XL also relies on licenses issued by the MOCI for the provision of its mobile telecommunications services as well as for the utilisation of its allocated spectrum frequencies. The MOCI, with due regard to prevailing laws and regulations, may amend the terms of XL's licenses at its discretion. Any breach of the terms and conditions of XL's licenses or failure to comply with applicable regulations could result in fines being imposed on it or its licenses being cancelled by the Government of Indonesia. Any revocation or unfavorable amendment of the terms of the licenses, or any failure to renew them on comparable terms, could have a material adverse effect on XL's business, financial condition, results of operations and prospects.
XL's business is capital intensive in nature and will require substantial capital to build, maintain and operate its mobile telecommunications network as well as to expand and modernise its network to remain competitive and continue to provide technologically innovative and compatible services.
5.2.5 Significant indebtedness
XL's investment of significant financial resources to expand its network in Indonesia to increase its customer base has resulted in an increase in the number of its customers without a corresponding increase in its revenues. XL believes that this is partly due to declining voice usage, the industry trend of increasing SMS usage, increased penetration into the lower income segments of the Indonesian market comprised principally of low usage users and the requirement that it offers discounts to its normal tariffs in connection with its marketing, loyalty and retention programs. There is no assurance that further expansions of its customer base will result in corresponding increases to its revenues.

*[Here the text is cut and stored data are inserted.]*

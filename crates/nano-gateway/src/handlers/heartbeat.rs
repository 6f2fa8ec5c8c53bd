//! Heartbeat task (op 1)

use std::sync::Arc;

use tokio::time::sleep;

use crate::connection::{Connection, Session};
use crate::protocol::Envelope;

/// Keeps a session's socket alive
pub struct HeartbeatHandler;

impl HeartbeatHandler {
    /// Heartbeat loop of one session, runs for the life of the process
    ///
    /// Polls while the interval is unknown; once known, sleeps one interval
    /// and beats unless the interval was reset meanwhile.
    pub async fn run(session: Arc<Session>) {
        let conn = session.connection();
        let poll = session.bot().gateway_config().heartbeat_poll();

        loop {
            let Some(interval) = conn.heartbeat_interval() else {
                sleep(poll).await;
                continue;
            };
            sleep(interval).await;
            if conn.heartbeat_interval().is_none() {
                continue;
            }
            Self::beat(conn).await;
        }
    }

    /// Write one heartbeat carrying the last-seen sequence
    pub async fn beat(conn: &Connection) {
        let seq = conn.last_seq();
        match conn.send(&Envelope::heartbeat(seq)).await {
            Ok(()) => tracing::trace!(seq = ?seq, "Heartbeat sent"),
            Err(e) => tracing::warn!(error = %e, "Heartbeat failed"),
        }
    }
}
//! Request and response bodies of the outbound API

use nano_core::{MessageEmbed, MessageReference};
use serde::{Deserialize, Serialize};

/// Reply id used for passive replies that have no triggering message
pub const NO_SOURCE_MESSAGE: &str = "MESSAGE_CREATE";

/// Body of `GET /gateway`
#[derive(Debug, Clone, Default, Deserialize)]
#[serde(default)]
pub(crate) struct GatewayUrl {
    pub url: String,
}

/// Body of `GET /gateway/bot`
#[derive(Debug, Clone, Default, PartialEq, Eq, Serialize, Deserialize)]
#[serde(default)]
pub struct ShardGateway {
    pub url: String,
    /// Recommended shard count
    pub shards: u32,
    pub session_start_limit: SessionStartLimit,
}

#[derive(Debug, Clone, Default, PartialEq, Eq, Serialize, Deserialize)]
#[serde(default)]
pub struct SessionStartLimit {
    pub total: u32,
    pub remaining: u32,
    pub reset_after: u64,
    pub max_concurrency: u32,
}

/// `msg_type` values of the v2 (QQ group and c2c) message API
#[derive(Debug, Clone, Copy, PartialEq, Eq)]
#[repr(u8)]
pub enum MessageType {
    Text = 0,
    Markdown = 2,
    Ark = 3,
    Embed = 4,
}

impl Serialize for MessageType {
    fn serialize<S: serde::Serializer>(&self, serializer: S) -> Result<S::Ok, S::Error> {
        serializer.serialize_u8(*self as u8)
    }
}

/// Outbound message body
///
/// The guild API and the v2 API share the fields used here; the v2-only
/// fields (`msg_type`, `msg_seq`) stay unset for guild targets.
#[derive(Debug, Clone, Default, PartialEq, Serialize)]
pub struct MessagePost {
    #[serde(skip_serializing_if = "String::is_empty")]
    pub content: String,
    /// Id of the message this post passively replies to
    #[serde(skip_serializing_if = "Option::is_none")]
    pub msg_id: Option<String>,
    #[serde(skip_serializing_if = "Option::is_none")]
    pub event_id: Option<String>,
    /// Quote of the replied message (guild only)
    #[serde(skip_serializing_if = "Option::is_none")]
    pub message_reference: Option<MessageReference>,
    /// Image url (guild only)
    #[serde(skip_serializing_if = "Option::is_none")]
    pub image: Option<String>,
    #[serde(skip_serializing_if = "Option::is_none")]
    pub embed: Option<MessageEmbed>,
    #[serde(skip_serializing_if = "Option::is_none")]
    pub msg_type: Option<MessageType>,
    /// Ordinal of this reply to the same source message (v2 only)
    #[serde(skip_serializing_if = "Option::is_none")]
    pub msg_seq: Option<u32>,
}

impl MessagePost {
    /// A plain text post
    pub fn text(content: impl Into<String>) -> Self {
        Self {
            content: content.into(),
            ..Self::default()
        }
    }

    /// Set image url
    #[must_use]
    pub fn with_image(mut self, url: impl Into<String>) -> Self {
        self.image = Some(url.into());
        self
    }

    /// Fill `msg_type` from the content carried by the post
    pub(crate) fn infer_v2_type(&mut self) {
        self.msg_type = Some(if self.embed.is_some() {
            MessageType::Embed
        } else {
            MessageType::Text
        });
    }
}

/// Where a reply is delivered
#[derive(Debug, Clone, PartialEq, Eq)]
pub enum ReplyTarget {
    /// Direct message session, keyed by its guild id
    Direct { guild_id: String },
    /// Guild text channel
    Channel { channel_id: String },
    /// QQ group, keyed by its open id
    Group { group_openid: String },
    /// QQ c2c chat, keyed by the user's open id
    User { openid: String },
}

impl ReplyTarget {
    /// REST path the post goes to
    pub fn path(&self) -> String {
        match self {
            Self::Direct { guild_id } => format!("/dms/{guild_id}/messages"),
            Self::Channel { channel_id } => format!("/channels/{channel_id}/messages"),
            Self::Group { group_openid } => format!("/v2/groups/{group_openid}/messages"),
            Self::User { openid } => format!("/v2/users/{openid}/messages"),
        }
    }

    /// Targets served by the v2 API
    pub fn is_v2(&self) -> bool {
        matches!(self, Self::Group { .. } | Self::User { .. })
    }
}

/// Body returned for a sent message
///
/// The guild API returns a full message, the v2 API only `{id, timestamp}`.
#[derive(Debug, Clone, Default, PartialEq, Eq, Deserialize)]
#[serde(default)]
pub struct SentMessage {
    pub id: String,
}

XL has and will continue to have substantial indebtedness. Based on its unaudited consolidated financial results for the 9-month period ended 30 September 2007, XL has a gearing level of 1.98 times. As a result of this substantial indebtedness, XL will require substantial cash flow to meet its obligations under its current and anticipated indebtedness. Therefore, a substantial part of its cash flow from operations will not be available for its business.
5.2.6 Investigation by the Indonesian Anti-Monopoly Committee
There can be no assurance that XL's substantial indebtedness and cash flow restrictions will not materially and adversely affect its ability to finance its future operations or capital needs or to engage in other business activities, or otherwise adversely affect its business, financial condition, results of operations and prospects and consequently any dividends or distributions to the TM International Group as its ultimate shareholder.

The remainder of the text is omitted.